What you should do:
When you find the word "SimpleRng" in a line of the entries, please copy the whole line.

Data excerpts:
..............................
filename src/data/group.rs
use std::collections::BTreeMap;

use super::model::{Table, Value};
use super::DataError;

/// Row indices per distinct value of `column`, keys ascending.
pub fn group_rows(table: &Table, column: &str) -> Result<BTreeMap<Value, Vec<usize>>, DataError> {
    let mut groups: BTreeMap<Value, Vec<usize>> = BTreeMap::new();
    for (row, value) in table.column(column)?.values.iter().enumerate() {
        groups.entry(value.clone()).or_default().push(row);
    }
    Ok(groups)
}

/// Indices of rows whose `column` cell matches `expected`.
pub fn matching_rows(table: &Table, column: &str, expected: &Value) -> Result<Vec<usize>, DataError> {
    Ok(table
        .column(column)?
        .values
        .iter()
        .enumerate()
        .filter(|(_, v)| v.matches(expected))
        .map(|(i, _)| i)
        .collect())
}

/// Pick `values` at the given row indices.
pub fn select(values: &[f64], rows: &[usize]) -> Vec<f64> {
    rows.iter().filter_map(|&r| values.get(r).copied()).collect()
}
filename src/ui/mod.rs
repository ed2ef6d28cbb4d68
pub mod panels;
pub mod plot;
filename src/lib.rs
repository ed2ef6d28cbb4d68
//! Line-chart figures for I/O scheduler measurements.
//!
//! Tables of bandwidth proportions per set, or of per-request start and
//! elapsed times, are loaded by [`data::loader`], described by a
//! [`figure::FigureSpec`] (stock ones live in [`figure::presets`]), saved
//! with [`render`] and optionally shown in a window by [`app::show`].

pub mod app;
pub mod color;
pub mod data;
pub mod figure;
pub mod render;
pub mod state;
pub mod ui;

use std::path::PathBuf;

use anyhow::{Context, Result};

use figure::{Figure, FigureSpec};

/// Load the spec's input table, resolve the figure and save it.
///
/// Returns the resolved figure and the path it was written to.
pub fn build_figure(spec: &FigureSpec) -> Result<(Figure, PathBuf)> {
    let table = data::loader::load_table(&spec.input)?;
    let figure = figure::resolve(spec, &table)
        .with_context(|| format!("resolving figure from {}", spec.input.display()))?;
    render::render_figure(&figure, &spec.output)
        .with_context(|| format!("saving {}", spec.output.display()))?;
    Ok((figure, spec.output.clone()))
}
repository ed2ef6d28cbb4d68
use std::path::Path;
use std::sync::Arc;

use anyhow::{Context, Result};
use arrow::array::Int64Array;
use arrow::datatypes::{DataType, Field, Schema};
use arrow::record_batch::RecordBatch;
use parquet::arrow::ArrowWriter;

/// Queue weights of the sample WFQ run, one per queue_id.
const WEIGHTS: [u64; 4] = [500, 1000, 1500, 2000];
const BANDWIDTH_SAMPLES: usize = 200;
const REQUESTS: usize = 400;

/// Minimal deterministic PRNG (xoshiro256**)
struct SimpleRng {
    state: [u64; 4],
}

impl SimpleRng {
    fn new(seed: u64) -> Self {
        let mut s = [0u64; 4];
        let mut x = seed;
        for slot in &mut s {
            x = x.wrapping_mul(6364136223846793005).wrapping_add(1);
            *slot = x;
        }
        SimpleRng { state: s }
    }

    fn next_u64(&mut self) -> u64 {
        let result = (self.state[1].wrapping_mul(5)).rotate_left(7).wrapping_mul(9);
        let t = self.state[1] << 17;
        self.state[2] ^= self.state[0];
        self.state[3] ^= self.state[1];
        self.state[1] ^= self.state[2];
        self.state[0] ^= self.state[3];
        self.state[2] ^= t;
        self.state[3] = self.state[3].rotate_left(45);
        result
    }

    fn next_f64(&mut self) -> f64 {
        (self.next_u64() >> 11) as f64 / (1u64 << 53) as f64
    }

    /// Box-Muller transform for normal distribution
    fn gauss(&mut self, mean: f64, std_dev: f64) -> f64 {
        let u1 = self.next_f64().max(1e-15);
        let u2 = self.next_f64();
        let z = (-2.0 * u1.ln()).sqrt() * (2.0 * std::f64::consts::PI * u2).cos();
        mean + std_dev * z
    }
}

/// Bandwidth proportion per set: each set converges to its weight share.
fn write_bandwidth(path: &Path, rng: &mut SimpleRng) -> Result<()> {
    let total: u64 = WEIGHTS.iter().sum();
    let mut writer = csv::Writer::from_path(path).context("creating bandwidth CSV")?;
    writer.write_record(["set_1", "set_2", "set_3", "set_4"])?;

    for step in 0..BANDWIDTH_SAMPLES {
        // Early samples are noisy while queues warm up.
        let noise = 0.08 / (1.0 + step as f64 / 20.0);
        let raw: Vec<f64> = WEIGHTS
            .iter()
            .map(|&w| (w as f64 / total as f64 + rng.gauss(0.0, noise)).max(0.0))
            .collect();
        let sum: f64 = raw.iter().sum::<f64>().max(f64::EPSILON);
        writer.write_record(raw.iter().map(|v| format!("{:.6}", v / sum)))?;
    }
    writer.flush()?;
    Ok(())
}

/// Per-request start and elapsed time in nanoseconds.
fn timestamps(rng: &mut SimpleRng) -> (Vec<i64>, Vec<i64>, Vec<i64>) {
    let mut queue_ids = Vec::with_capacity(REQUESTS);
    let mut starts = Vec::with_capacity(REQUESTS);
    let mut elapsed = Vec::with_capacity(REQUESTS);

    let mut clock: i64 = 1_000_000;
    for i in 0..REQUESTS {
        let queue = i % WEIGHTS.len();
        clock += (rng.next_f64() * 50_000.0) as i64 + 1_000;
        // Heavier queues are served sooner.
        let base = 4.0e10 / WEIGHTS[queue] as f64;
        let service = rng.gauss(base, base * 0.1).max(1_000.0) as i64;

        queue_ids.push(queue as i64);
        starts.push(clock);
        elapsed.push(service);
    }
    (queue_ids, starts, elapsed)
}

fn write_timestamps_csv(path: &Path, cols: &(Vec<i64>, Vec<i64>, Vec<i64>)) -> Result<()> {
    let mut writer = csv::Writer::from_path(path).context("creating timestamp CSV")?;
    writer.write_record(["queue_id", "start_time", "elapsed"])?;
    for ((q, s), e) in cols.0.iter().zip(&cols.1).zip(&cols.2) {
        writer.write_record([q.to_string(), s.to_string(), e.to_string()])?;
    }
    writer.flush()?;
    Ok(())
}

fn write_timestamps_parquet(path: &Path, cols: &(Vec<i64>, Vec<i64>, Vec<i64>)) -> Result<()> {
    let schema = Arc::new(Schema::new(vec![
        Field::new("queue_id", DataType::Int64, false),
        Field::new("start_time", DataType::Int64, false),
        Field::new("elapsed", DataType::Int64, false),
    ]));

    let batch = RecordBatch::try_new(
        schema.clone(),
        vec![
            Arc::new(Int64Array::from(cols.0.clone())),
            Arc::new(Int64Array::from(cols.1.clone())),
            Arc::new(Int64Array::from(cols.2.clone())),
        ],
    )
    .context("building record batch")?;

    let file = std::fs::File::create(path).context("creating parquet file")?;
    let mut writer = ArrowWriter::try_new(file, schema, None).context("creating parquet writer")?;
    writer.write(&batch)?;
    writer.close()?;
    Ok(())
}

fn main() -> Result<()> {
    let mut rng = SimpleRng::new(42);

    std::fs::create_dir_all("wfq")?;
    std::fs::create_dir_all("build")?;

    let bandwidth = Path::new("wfq/output.csv");
    write_bandwidth(bandwidth, &mut rng)?;
    println!("Wrote {BANDWIDTH_SAMPLES} bandwidth samples to {}", bandwidth.display());

    let cols = timestamps(&mut rng);
    let csv_path = Path::new("build/timestamp_output.csv");
    let parquet_path = Path::new("build/timestamp_output.parquet");
    write_timestamps_csv(csv_path, &cols)?;
    write_timestamps_parquet(parquet_path, &cols)?;
    println!(
        "Wrote {REQUESTS} request timings over {} queues to {} and {}",
        WEIGHTS.len(),
        csv_path.display(),
        parquet_path.display()
    );
    Ok(())
}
..............................
Solution below:
struct SimpleRng {
impl SimpleRng {
        SimpleRng { state: s }
fn write_bandwidth(path: &Path, rng: &mut SimpleRng) -> Result<()> {
fn timestamps(rng: &mut SimpleRng) -> (Vec<i64>, Vec<i64>, Vec<i64>) {
    let mut rng = SimpleRng::new(42);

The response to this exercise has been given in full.